#### [Activity]
An exact, complete copy of the data that follows is needed.

#### [Input for this task]
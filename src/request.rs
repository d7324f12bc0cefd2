use std::collections::HashMap;

/// Parameter source handed in by the host environment. How the values got
/// here (query string, form body, test fixture) is the host's business.
#[derive(Debug, Clone, Default)]
pub struct RequestParams {
    values: HashMap<String, String>,
}

impl RequestParams {
    pub fn new() -> Self {
        Self::default()
    }

    pub fn from_pairs<I, K, V>(pairs: I) -> Self
    where
        I: IntoIterator<Item = (K, V)>,
        K: Into<String>,
        V: Into<String>,
    {
        Self {
            values: pairs
                .into_iter()
                .map(|(name, value)| (name.into(), value.into()))
                .collect(),
        }
    }

    pub fn set(&mut self, name: impl Into<String>, value: impl Into<String>) {
        self.values.insert(name.into(), value.into());
    }

    pub fn get(&self, name: &str) -> Option<&str> {
        self.values.get(name).map(String::as_str)
    }

    /// Empty values count as not supplied
    pub fn get_non_empty(&self, name: &str) -> Option<&str> {
        self.get(name).filter(|value| !value.is_empty())
    }

    pub fn is_empty(&self) -> bool {
        self.values.is_empty()
    }
}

#### [Exercise solution]
filename src/request.rs
repository d7324f12bc0cefd2
use std::collections::HashMap;

/// Parameter source handed in by the host environment. How the values got
/// here (query string, form body, test fixture) is the host's business.
#[derive(Debug, Clone, Default)]
pub struct RequestParams {
    values: HashMap<String, String>,
}

impl RequestParams {
    pub fn new() -> Self {
        Self::default()
    }

    pub fn from_pairs<I, K, V>(pairs: I) -> Self
    where
        I: IntoIterator<Item = (K, V)>,
        K: Into<String>,
        V: Into<String>,
    {
        Self {
            values: pairs
                .into_iter()
                .map(|(name, value)| (name.into(), value.into()))
                .collect(),
        }
    }

    pub fn set(&mut self, name: impl Into<String>, value: impl Into<String>) {
        self.values.insert(name.into(), value.into());
    }

    pub fn get(&self, name: &str) -> Option<&str> {
        self.values.get(name).map(String::as_str)
    }

    /// Empty values count as not supplied
    pub fn get_non_empty(&self, name: &str) -> Option<&str> {
        self.get(name).filter(|value| !value.is_empty())
    }

    pub fn is_empty(&self) -> bool {
        self.values.is_empty()
    }
}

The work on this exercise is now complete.